__TASK OBJECTIVE__.
Every line below needs to be reproduced exactly.

= = =

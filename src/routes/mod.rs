pub mod admin;
pub mod auth;
pub mod categories;
pub mod dashboard;
pub mod health;
pub mod stats;
pub mod tags;
pub mod tasks;
pub mod todos;

use actix_web::web;
use sqlx::PgPool;
use uuid::Uuid;

use crate::error::AppError;

/// Registers every `/api` route. Wrap the enclosing scope in `AuthMiddleware`.
pub fn config(cfg: &mut web::ServiceConfig) {
    cfg.service(
        web::scope("/auth")
            .service(auth::login)
            .service(auth::register)
            .service(auth::me)
            .service(auth::change_password),
    )
    .service(
        web::scope("/tasks")
            .service(tasks::get_tasks)
            .service(tasks::create_task)
            .service(tasks::get_task)
            .service(tasks::update_task)
            .service(tasks::delete_task)
            .service(tasks::toggle_task)
            .service(tasks::attach_tags)
            .service(tasks::detach_tags),
    )
    .service(
        web::scope("/todos")
            .service(todos::get_todos)
            .service(todos::create_todo)
            .service(todos::get_todo)
            .service(todos::update_todo)
            .service(todos::delete_todo)
            .service(todos::toggle_todo)
            .service(todos::get_todo_tasks),
    )
    .service(
        web::scope("/categories")
            .service(categories::get_categories)
            .service(categories::create_category)
            .service(categories::get_category)
            .service(categories::update_category)
            .service(categories::delete_category),
    )
    .service(
        web::scope("/tags")
            .service(tags::get_tags)
            .service(tags::create_tag)
            .service(tags::get_tag)
            .service(tags::update_tag)
            .service(tags::delete_tag),
    )
    .service(dashboard::dashboard)
    .service(
        web::scope("/stats")
            .service(stats::overview)
            .service(stats::tasks_by_date)
            .service(stats::priority)
            .service(stats::tags)
            .service(stats::categories),
    )
    .service(
        web::scope("/admin")
            .service(admin::dashboard)
            .service(admin::most_active)
            .service(admin::list_users)
            .service(admin::create_user)
            .service(admin::get_user)
            .service(admin::update_user)
            .service(admin::delete_user),
    );
}

/// Rows a task may hang under.
#[derive(Debug, Clone, Copy)]
pub(crate) enum Parent {
    Category,
    Todo,
}

impl Parent {
    fn lookup_sql(self) -> &'static str {
        match self {
            Parent::Category => "SELECT user_id FROM categories WHERE id = $1",
            Parent::Todo => "SELECT user_id FROM todos WHERE id = $1",
        }
    }

    fn label(self) -> &'static str {
        match self {
            Parent::Category => "Category",
            Parent::Todo => "Todo",
        }
    }
}

/// Fails unless `id` exists and belongs to `owner`, the owner of the child row.
pub(crate) async fn ensure_parent_owned(
    pool: &PgPool,
    parent: Parent,
    id: Uuid,
    owner: i32,
) -> Result<(), AppError> {
    let row = sqlx::query_as::<_, (i32,)>(parent.lookup_sql())
        .bind(id)
        .fetch_optional(pool)
        .await?;

    match row {
        None => Err(AppError::NotFound(format!("{} not found", parent.label()))),
        Some((parent_owner,)) if parent_owner != owner => Err(AppError::Forbidden(format!(
            "{} belongs to another user",
            parent.label()
        ))),
        Some(_) => Ok(()),
    }
}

= = =

__TASK SOLUTION__.
filename src/routes/mod.rs
pub mod admin;
pub mod auth;
pub mod categories;
pub mod dashboard;
pub mod health;
pub mod stats;
pub mod tags;
pub mod tasks;
pub mod todos;

use actix_web::web;
use sqlx::PgPool;
use uuid::Uuid;

use crate::error::AppError;

/// Registers every `/api` route. Wrap the enclosing scope in `AuthMiddleware`.
pub fn config(cfg: &mut web::ServiceConfig) {
    cfg.service(
        web::scope("/auth")
            .service(auth::login)
            .service(auth::register)
            .service(auth::me)
            .service(auth::change_password),
    )
    .service(
        web::scope("/tasks")
            .service(tasks::get_tasks)
            .service(tasks::create_task)
            .service(tasks::get_task)
            .service(tasks::update_task)
            .service(tasks::delete_task)
            .service(tasks::toggle_task)
            .service(tasks::attach_tags)
            .service(tasks::detach_tags),
    )
    .service(
        web::scope("/todos")
            .service(todos::get_todos)
            .service(todos::create_todo)
            .service(todos::get_todo)
            .service(todos::update_todo)
            .service(todos::delete_todo)
            .service(todos::toggle_todo)
            .service(todos::get_todo_tasks),
    )
    .service(
        web::scope("/categories")
            .service(categories::get_categories)
            .service(categories::create_category)
            .service(categories::get_category)
            .service(categories::update_category)
            .service(categories::delete_category),
    )
    .service(
        web::scope("/tags")
            .service(tags::get_tags)
            .service(tags::create_tag)
            .service(tags::get_tag)
            .service(tags::update_tag)
            .service(tags::delete_tag),
    )
    .service(dashboard::dashboard)
    .service(
        web::scope("/stats")
            .service(stats::overview)
            .service(stats::tasks_by_date)
            .service(stats::priority)
            .service(stats::tags)
            .service(stats::categories),
    )
    .service(
        web::scope("/admin")
            .service(admin::dashboard)
            .service(admin::most_active)
            .service(admin::list_users)
            .service(admin::create_user)
            .service(admin::get_user)
            .service(admin::update_user)
            .service(admin::delete_user),
    );
}

/// Rows a task may hang under.
#[derive(Debug, Clone, Copy)]
pub(crate) enum Parent {
    Category,
    Todo,
}

impl Parent {
    fn lookup_sql(self) -> &'static str {
        match self {
            Parent::Category => "SELECT user_id FROM categories WHERE id = $1",
            Parent::Todo => "SELECT user_id FROM todos WHERE id = $1",
        }
    }

    fn label(self) -> &'static str {
        match self {
            Parent::Category => "Category",
            Parent::Todo => "Todo",
        }
    }
}

/// Fails unless `id` exists and belongs to `owner`, the owner of the child row.
pub(crate) async fn ensure_parent_owned(
    pool: &PgPool,
    parent: Parent,
    id: Uuid,
    owner: i32,
) -> Result<(), AppError> {
    let row = sqlx::query_as::<_, (i32,)>(parent.lookup_sql())
        .bind(id)
        .fetch_optional(pool)
        .await?;

    match row {
        None => Err(AppError::NotFound(format!("{} not found", parent.label()))),
        Some((parent_owner,)) if parent_owner != owner => Err(AppError::Forbidden(format!(
            "{} belongs to another user",
            parent.label()
        ))),
        Some(_) => Ok(()),
    }
}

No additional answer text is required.